What needs to be done: Please write out, exactly as given, every line of the entries below up to and including the line with "items currently running.".

☆ ☆ ☆ ☆ ☆ ☆ ☆

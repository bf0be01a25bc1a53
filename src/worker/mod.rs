//! Worker state and task submission.
//!
//! A [`Worker`] owns everything one participant of a cluster needs: its
//! address, the id generator for the objects it creates, the pending-work
//! stack, the transport, the closed protocol, the memory manager and the
//! service registry. Nothing is global, so several workers can share a
//! process (and a thread) without cross-talk.
//!
//! `Worker` is a cheap handle (`Rc`) and deliberately `!Send`: all of its
//! state is touched from one cooperative thread only. Scheduling lives in
//! [`scheduler`](self) (`start`, `run`, `step`).

mod builder;
mod offload;
mod scheduler;
mod services;

pub use builder::{WorkerBuilder, WorkerConfig, DEFAULT_IDLE_BACKOFF, DEFAULT_MAX_BLOCKING_THREADS};
pub use services::ServiceRegistry;

use std::cell::{Cell, RefCell};
use std::fmt;
use std::rc::{Rc, Weak};

use bytes::Bytes;
use serde::Serialize;
use tokio::task::JoinSet;
use tokio_util::sync::CancellationToken;

use crate::dref::{Decrement, DecrementOutcome, MemoryManager, ShmemRange};
use crate::error::Result;
use crate::handler::Protocol;
use crate::protocol::{DECREMENT_TYPE_CODE, WORK_TYPE_CODE};
use crate::task::{RemoteTask, TaskRegistry, Work, WorkPayload};
use crate::transport::Transport;
use crate::Address;

use offload::OffloadQueue;

pub(crate) struct WorkerInner {
    address: Address,
    config: WorkerConfig,
    next_id: Cell<u64>,
    /// Pending work; the scheduler pops from the end.
    pending: RefCell<Vec<Work>>,
    stop: Cell<bool>,
    transport: RefCell<Box<dyn Transport>>,
    protocol: Protocol,
    tasks: TaskRegistry,
    memory: RefCell<MemoryManager>,
    services: ServiceRegistry,
    offload: OffloadQueue,
    /// Suspendable work popped by a manual step, waiting for `start`.
    deferred: RefCell<Vec<Work>>,
    /// Set while `start` drives the scheduler inside its `LocalSet`.
    driving: Cell<bool>,
    /// Suspendable work items currently running.
    spawned: RefCell<JoinSet<()>>,
    cancel: CancellationToken,
}

/// Handle to a worker.
#[derive(Clone)]
pub struct Worker {
    inner: Rc<WorkerInner>,
}

/// Non-owning worker handle, held by distributed references.
#[derive(Clone)]
pub struct WeakWorker(Weak<WorkerInner>);

impl WeakWorker {
    /// The worker, if it still exists.
    pub fn upgrade(&self) -> Option<Worker> {
        self.0.upgrade().map(|inner| Worker { inner })
    }
}

impl Worker {
    /// Start building a worker on `transport`.
    pub fn builder(transport: impl Transport + 'static) -> WorkerBuilder {
        WorkerBuilder::new(transport)
    }

    /// This worker's address.
    #[inline]
    pub fn address(&self) -> Address {
        self.inner.address
    }

    /// Configuration the worker was built with.
    pub fn config(&self) -> &WorkerConfig {
        &self.inner.config
    }

    /// Allocate a fresh object id. Ids are never reused.
    pub fn new_id(&self) -> u64 {
        let id = self.inner.next_id.get();
        self.inner.next_id.set(id + 1);
        id
    }

    /// Ask the scheduler to stop once pending work is drained.
    pub fn shutdown(&self) {
        if !self.inner.stop.replace(true) {
            tracing::debug!(address = self.address(), "shutdown requested");
        }
    }

    /// Whether [`shutdown`](Self::shutdown) has been called.
    pub fn is_stopped(&self) -> bool {
        self.inner.stop.get()
    }

    /// Number of queued work items.
    pub fn pending_len(&self) -> usize {
        self.inner.pending.borrow().len()
    }

    /// Number of suspendable items set aside by manual stepping.
    pub fn deferred_len(&self) -> usize {
        self.inner.deferred.borrow().len()
    }

    /// Submit a task to the worker at `to`.
    ///
    /// Work for this worker is queued directly without touching the
    /// transport. Anything else is encoded into a WORK envelope and sent;
    /// a send failure is returned as-is and never retried.
    pub fn submit_work<T: RemoteTask>(&self, to: Address, task: T) -> Result<()> {
        if to == self.address() {
            self.submit(task.into_work());
            return Ok(());
        }

        let payload = WorkPayload::encode(&task)?;
        let frame = self.inner.protocol.encode(WORK_TYPE_CODE, &payload)?;
        tracing::debug!(
            address = self.address(),
            to,
            task = T::NAME,
            bytes = frame.len(),
            "sending work"
        );
        self.inner.transport.borrow().send(to, frame)
    }

    /// Queue a local work item.
    pub fn submit(&self, work: Work) {
        tracing::trace!(address = self.address(), task = work.label(), "work queued");
        self.inner.pending.borrow_mut().push(work);
    }

    /// Send a custom message kind to `to`.
    ///
    /// Always goes through the transport, also when `to` is this worker.
    pub fn send<T: Serialize + ?Sized>(&self, to: Address, type_code: u16, args: &T) -> Result<()> {
        let frame = self.inner.protocol.encode(type_code, args)?;
        self.inner.transport.borrow().send(to, frame)
    }

    /// The closed protocol this worker speaks.
    pub fn protocol(&self) -> &Protocol {
        &self.inner.protocol
    }

    /// Named singletons owned by this worker.
    pub fn services(&self) -> &ServiceRegistry {
        &self.inner.services
    }

    /// Token cancelled when the scheduler shuts down.
    ///
    /// Suspendable work is already raced against it; long-running loops
    /// inside such work can check it to stop early.
    pub fn cancellation(&self) -> CancellationToken {
        self.inner.cancel.clone()
    }

    /// Whether an object created here is still alive.
    pub fn is_alive(&self, id: u64) -> bool {
        self.inner.memory.borrow().is_alive(id)
    }

    /// Objects created here that have not been reclaimed.
    pub fn live_objects(&self) -> usize {
        self.inner.memory.borrow().live_objects()
    }

    /// Objects created here that have been reclaimed.
    pub fn reclaimed_objects(&self) -> u64 {
        self.inner.memory.borrow().reclaimed()
    }

    /// Non-zero outstanding decrements as `(generation, count)` for an
    /// object created here.
    pub fn outstanding(&self, id: u64) -> Option<Vec<(u32, i64)>> {
        self.inner.memory.borrow().outstanding(id)
    }

    pub(crate) fn downgrade(&self) -> WeakWorker {
        WeakWorker(Rc::downgrade(&self.inner))
    }

    /// Built-in WORK handler: rebuild the task and queue it.
    pub(crate) fn accept_work(&self, payload: WorkPayload) -> Result<()> {
        let work = self.inner.tasks.decode(self, &payload)?;
        tracing::debug!(address = self.address(), task = %payload.task, "work received");
        self.submit(work);
        Ok(())
    }

    /// Built-in DECREMENT handler, also used for local releases.
    pub(crate) fn apply_decrement(&self, decrement: Decrement) -> DecrementOutcome {
        let outcome = self.inner.memory.borrow_mut().on_decrement(&decrement);
        tracing::trace!(
            address = self.address(),
            id = decrement.id,
            generation = decrement.generation,
            n_children = decrement.n_children,
            ?outcome,
            "decrement applied"
        );
        outcome
    }

    /// Route a released instance's decrement to its creator.
    ///
    /// Called from `Drop`, so failures are logged rather than returned.
    pub(crate) fn report_decrement(&self, decrement: Decrement) {
        if decrement.creator == self.address() {
            self.apply_decrement(decrement);
            return;
        }

        let sent = self
            .inner
            .protocol
            .encode(DECREMENT_TYPE_CODE, &decrement)
            .and_then(|frame| self.inner.transport.borrow().send(decrement.creator, frame));
        if let Err(e) = sent {
            tracing::warn!(
                address = self.address(),
                creator = decrement.creator,
                id = decrement.id,
                generation = decrement.generation,
                error = %e,
                "failed to report decrement; object will leak"
            );
        }
    }

    pub(crate) fn track_object(&self, id: u64, shmem: ShmemRange) {
        self.inner.memory.borrow_mut().track(id, shmem);
    }

    pub(crate) fn store_shmem(&self, data: &[u8]) -> ShmemRange {
        self.inner.memory.borrow_mut().store(data)
    }

    pub(crate) fn read_shmem(&self, range: ShmemRange) -> Option<Bytes> {
        self.inner
            .memory
            .borrow()
            .read(range)
            .map(Bytes::copy_from_slice)
    }
}

impl fmt::Debug for Worker {
    fn fmt(&self, f: &mut fmt::Formatter<'_>) -> fmt::Result {
        f.debug_struct("Worker")
            .field("address", &self.address())
            .field("pending", &self.pending_len())
            .field("stopped", &self.is_stopped())
            .finish()
    }
}

#[cfg(test)]
mod tests {
    use std::cell::Cell;
    use std::rc::Rc;

    use serde::{Deserialize, Serialize};

    use super::*;
    use crate::dref::DistributedRef;
    use crate::error::TaskloafError;
    use crate::transport::{local_cluster, NullTransport};

    #[derive(Serialize, Deserialize)]
    struct Noop;

    impl RemoteTask for Noop {
        const NAME: &'static str = "noop";

        fn into_work(self) -> Work {
            Work::sync(Self::NAME, |_| Ok(()))
        }
    }

    #[test]
    fn test_new_id_monotonic() {
        let worker = Worker::builder(NullTransport::new()).build();
        let ids: Vec<u64> = (0..4).map(|_| worker.new_id()).collect();
        assert_eq!(ids, vec![0, 1, 2, 3]);
    }

    #[test]
    fn test_local_submit_skips_transport() {
        let worker = Worker::builder(NullTransport::new()).build();
        worker.submit_work(0, Noop).unwrap();
        assert_eq!(worker.pending_len(), 1);
    }

    #[test]
    fn test_remote_submit_uses_transport() {
        let worker = Worker::builder(NullTransport::new()).build();
        let result = worker.submit_work(5, Noop);
        assert!(matches!(result, Err(TaskloafError::Unreachable(5))));
        assert_eq!(worker.pending_len(), 0);
    }

    #[test]
    fn test_shutdown_sets_stop() {
        let worker = Worker::builder(NullTransport::new()).build();
        assert!(!worker.is_stopped());
        worker.shutdown();
        worker.shutdown();
        assert!(worker.is_stopped());
    }

    #[test]
    fn test_workers_do_not_share_state() {
        let a = Worker::builder(NullTransport::new()).build();
        let b = Worker::builder(NullTransport::new()).build();

        a.submit(Work::sync("a", |_| Ok(())));
        a.new_id();
        a.shutdown();

        assert_eq!(b.pending_len(), 0);
        assert_eq!(b.new_id(), 0);
        assert!(!b.is_stopped());
    }

    #[test]
    fn test_weak_handle_dies_with_worker() {
        let worker = Worker::builder(NullTransport::new()).build();
        let weak = worker.downgrade();
        assert!(weak.upgrade().is_some());
        drop(worker);
        assert!(weak.upgrade().is_none());
    }

    #[test]
    fn test_remote_decrement_goes_over_transport() {
        let mut cluster = local_cluster(2);
        let b_transport = cluster.pop().unwrap();
        let a_transport = cluster.pop().unwrap();
        let a = Worker::builder(a_transport).build();
        let b = Worker::builder(b_transport).build();

        let r = DistributedRef::new(&a);
        let bytes = crate::codec::MsgPackCodec::encode(&r).unwrap();
        let on_b: DistributedRef = crate::codec::MsgPackCodec::decode_in(&b, &bytes).unwrap();

        on_b.release();
        assert!(a.is_alive(r.id()));
        r.release();
        assert!(a.is_alive(0));

        // Decrement from b is still in a's inbox.
        a.step();
        assert!(!a.is_alive(0));
    }

    #[test]
    fn test_custom_message_round_trip() {
        let mut cluster = local_cluster(1);
        let seen = Rc::new(Cell::new(0u32));

        let seen_clone = seen.clone();
        let (builder, code) = Worker::builder(cluster.pop().unwrap())
            .add_handler("add", move |_, n: u32| {
                seen_clone.set(seen_clone.get() + n);
                Ok(())
            })
            .unwrap();
        let worker = builder.build();

        worker.send(0, code, &7u32).unwrap();
        assert_eq!(seen.get(), 0);
        worker.step();
        assert_eq!(seen.get(), 7);
    }

    #[test]
    fn test_services_per_worker() {
        let worker = Worker::builder(NullTransport::new()).build();
        worker.services().register("greeting", String::from("hello"));
        assert_eq!(
            worker.services().get::<String>("greeting").as_deref(),
            Some(&String::from("hello"))
        );
    }
}
//! Blocking work moved off the scheduler thread.
//!
//! The blocking function runs on tokio's blocking pool and only ever sends
//! its result back over a channel. The poll step drains that channel and
//! turns each result into an ordinary work item by way of the continuation
//! registered with it, so nothing outside the scheduler thread touches
//! worker state.

use std::any::Any;
use std::borrow::Cow;
use std::cell::{Cell, RefCell};
use std::collections::HashMap;
use std::panic::{self, AssertUnwindSafe};

use tokio::sync::mpsc;

use super::Worker;
use crate::error::{Result, TaskloafError};
use crate::task::Work;

type Outcome = Result<Box<dyn Any + Send>>;
type Completion = (u64, Outcome);
type Continuation = Box<dyn FnOnce(Outcome) -> Work>;

/// Continuations waiting on the blocking pool.
pub(crate) struct OffloadQueue {
    tx: mpsc::UnboundedSender<Completion>,
    rx: RefCell<mpsc::UnboundedReceiver<Completion>>,
    next_ticket: Cell<u64>,
    waiting: RefCell<HashMap<u64, Continuation>>,
}

impl OffloadQueue {
    pub(crate) fn new(
        tx: mpsc::UnboundedSender<Completion>,
        rx: mpsc::UnboundedReceiver<Completion>,
    ) -> Self {
        Self {
            tx,
            rx: RefCell::new(rx),
            next_ticket: Cell::new(0),
            waiting: RefCell::new(HashMap::new()),
        }
    }

    fn reserve(&self, continuation: Continuation) -> u64 {
        let ticket = self.next_ticket.get();
        self.next_ticket.set(ticket + 1);
        self.waiting.borrow_mut().insert(ticket, continuation);
        ticket
    }

    /// Work items for every offload that has finished since the last call.
    pub(crate) fn drain(&self) -> Vec<Work> {
        let mut ready = Vec::new();
        loop {
            let next = self.rx.borrow_mut().try_recv();
            let Ok((ticket, outcome)) = next else {
                break;
            };
            let continuation = self.waiting.borrow_mut().remove(&ticket);
            match continuation {
                Some(continuation) => ready.push(continuation(outcome)),
                None => tracing::warn!(ticket, "offload finished with no continuation"),
            }
        }
        ready
    }

    /// Offloads still running.
    pub(crate) fn in_flight(&self) -> usize {
        self.waiting.borrow().len()
    }
}

impl Worker {
    /// Run `f` on the blocking pool and schedule `then` with its result.
    ///
    /// `then` runs on this worker as a normal work item; a panic in `f`
    /// reaches it as [`TaskloafError::Panic`]. Results that arrive after the
    /// worker stopped polling are discarded.
    ///
    /// # Errors
    ///
    /// [`TaskloafError::NoRuntime`] outside a tokio runtime.
    pub fn offload<F, R, C>(&self, label: impl Into<Cow<'static, str>>, f: F, then: C) -> Result<()>
    where
        F: FnOnce() -> R + Send + 'static,
        R: Send + 'static,
        C: FnOnce(&Worker, Result<R>) -> Result<()> + 'static,
    {
        let label = label.into();
        let handle = tokio::runtime::Handle::try_current()
            .map_err(|_| TaskloafError::NoRuntime(label.to_string()))?;

        tracing::debug!(address = self.address(), task = %label, "offloading blocking work");
        let ticket = self.inner.offload.reserve(Box::new(move |outcome: Outcome| {
            Work::sync(label, move |worker| {
                let result = outcome.and_then(|value| {
                    value
                        .downcast::<R>()
                        .map(|value| *value)
                        .map_err(|_| TaskloafError::task("offloaded result has an unexpected type"))
                });
                then(worker, result)
            })
        }));

        let tx = self.inner.offload.tx.clone();
        handle.spawn_blocking(move || {
            let outcome = panic::catch_unwind(AssertUnwindSafe(f))
                .map(|value| Box::new(value) as Box<dyn Any + Send>)
                .map_err(TaskloafError::from_panic);
            // The worker may already be gone; its result goes with it.
            let _ = tx.send((ticket, outcome));
        });
        Ok(())
    }

    /// Offloads whose results have not been picked up yet.
    pub fn offloads_in_flight(&self) -> usize {
        self.inner.offload.in_flight()
    }
}
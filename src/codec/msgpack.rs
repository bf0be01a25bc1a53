//! MsgPack codec using `rmp-serde`.
//!
//! Structs are written with `to_vec_named` (struct-as-map), so peers built
//! from different versions of a task type still agree on field names rather
//! than positions.

use super::context::DecodeScope;
use crate::error::Result;
use crate::worker::Worker;

/// MessagePack codec for envelope arguments and task payloads.
pub struct MsgPackCodec;

impl MsgPackCodec {
    /// Encode a value to MsgPack bytes.
    ///
    /// Any [`DistributedRef`](crate::dref::DistributedRef) reachable from
    /// `value` is cloned as part of the encode: the wire carries the clone,
    /// and the in-memory original records one more child.
    ///
    /// # Errors
    ///
    /// Returns error if the value cannot be serialized.
    #[inline]
    pub fn encode<T: serde::Serialize + ?Sized>(value: &T) -> Result<Vec<u8>> {
        Ok(rmp_serde::to_vec_named(value)?)
    }

    /// Decode MsgPack bytes to a value that holds no distributed references.
    ///
    /// # Errors
    ///
    /// Returns error if the bytes cannot be deserialized to type T, including
    /// when T contains a distributed reference.
    #[inline]
    pub fn decode<T: serde::de::DeserializeOwned>(bytes: &[u8]) -> Result<T> {
        Ok(rmp_serde::from_slice(bytes)?)
    }

    /// Decode MsgPack bytes on behalf of `worker`.
    ///
    /// Distributed references inside the value are bound to `worker`, which
    /// is where their eventual release will be issued from.
    pub fn decode_in<T: serde::de::DeserializeOwned>(worker: &Worker, bytes: &[u8]) -> Result<T> {
        let _scope = DecodeScope::enter(worker);
        Self::decode(bytes)
    }
}

#[cfg(test)]
mod tests {
    use super::*;
    use crate::error::TaskloafError;
    use crate::transport::NullTransport;
    use serde::{Deserialize, Serialize};

    #[derive(Serialize, Deserialize, PartialEq, Debug)]
    struct Resize {
        width: u32,
        height: u32,
        label: String,
    }

    #[test]
    fn test_structs_encode_as_maps() {
        let task = Resize {
            width: 640,
            height: 480,
            label: "thumb".to_string(),
        };

        let encoded = MsgPackCodec::encode(&task).unwrap();
        assert_eq!(encoded[0], 0x83, "expected fixmap with 3 entries");

        let decoded: Resize = MsgPackCodec::decode(&encoded).unwrap();
        assert_eq!(decoded, task);
    }

    #[test]
    fn test_tuples_encode_as_arrays() {
        let args = (7u32, "seven".to_string());
        let encoded = MsgPackCodec::encode(&args).unwrap();
        assert_eq!(encoded[0], 0x92);

        let decoded: (u32, String) = MsgPackCodec::decode(&encoded).unwrap();
        assert_eq!(decoded, args);
    }

    #[test]
    fn test_nested_task_bytes_use_bin() {
        let payload = crate::task::WorkPayload {
            task: "t".to_string(),
            args: vec![0xde, 0xad],
        };
        let encoded = MsgPackCodec::encode(&payload).unwrap();
        // {"task": "t", "args": bin8[2]}
        assert!(encoded.windows(2).any(|w| w == [0xc4, 0x02]));
    }

    #[test]
    fn test_decode_error_on_invalid_data() {
        let result: Result<Resize> = MsgPackCodec::decode(b"\xc1");
        assert!(matches!(result, Err(TaskloafError::MsgPackDecode(_))));
    }

    #[test]
    fn test_decode_in_plain_value() {
        let worker = Worker::builder(NullTransport::new()).build();
        let encoded = MsgPackCodec::encode(&[1u8, 2, 3]).unwrap();
        let decoded: Vec<u8> = MsgPackCodec::decode_in(&worker, &encoded).unwrap();
        assert_eq!(decoded, vec![1, 2, 3]);
    }
}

☆ ☆ ☆ ☆ ☆ ☆ ☆

Response area:
repository bf0be01a25bc1a53
filename src/worker/mod.rs
//! Worker state and task submission.
//!
//! A [`Worker`] owns everything one participant of a cluster needs: its
//! address, the id generator for the objects it creates, the pending-work
//! stack, the transport, the closed protocol, the memory manager and the
//! service registry. Nothing is global, so several workers can share a
//! process (and a thread) without cross-talk.
//!
//! `Worker` is a cheap handle (`Rc`) and deliberately `!Send`: all of its
//! state is touched from one cooperative thread only. Scheduling lives in
//! [`scheduler`](self) (`start`, `run`, `step`).

mod builder;
mod offload;
mod scheduler;
mod services;

pub use builder::{WorkerBuilder, WorkerConfig, DEFAULT_IDLE_BACKOFF, DEFAULT_MAX_BLOCKING_THREADS};
pub use services::ServiceRegistry;

use std::cell::{Cell, RefCell};
use std::fmt;
use std::rc::{Rc, Weak};

use bytes::Bytes;
use serde::Serialize;
use tokio::task::JoinSet;
use tokio_util::sync::CancellationToken;

use crate::dref::{Decrement, DecrementOutcome, MemoryManager, ShmemRange};
use crate::error::Result;
use crate::handler::Protocol;
use crate::protocol::{DECREMENT_TYPE_CODE, WORK_TYPE_CODE};
use crate::task::{RemoteTask, TaskRegistry, Work, WorkPayload};
use crate::transport::Transport;
use crate::Address;

use offload::OffloadQueue;

pub(crate) struct WorkerInner {
    address: Address,
    config: WorkerConfig,
    next_id: Cell<u64>,
    /// Pending work; the scheduler pops from the end.
    pending: RefCell<Vec<Work>>,
    stop: Cell<bool>,
    transport: RefCell<Box<dyn Transport>>,
    protocol: Protocol,
    tasks: TaskRegistry,
    memory: RefCell<MemoryManager>,
    services: ServiceRegistry,
    offload: OffloadQueue,
    /// Suspendable work popped by a manual step, waiting for `start`.
    deferred: RefCell<Vec<Work>>,
    /// Set while `start` drives the scheduler inside its `LocalSet`.
    driving: Cell<bool>,
    /// Suspendable work items currently running.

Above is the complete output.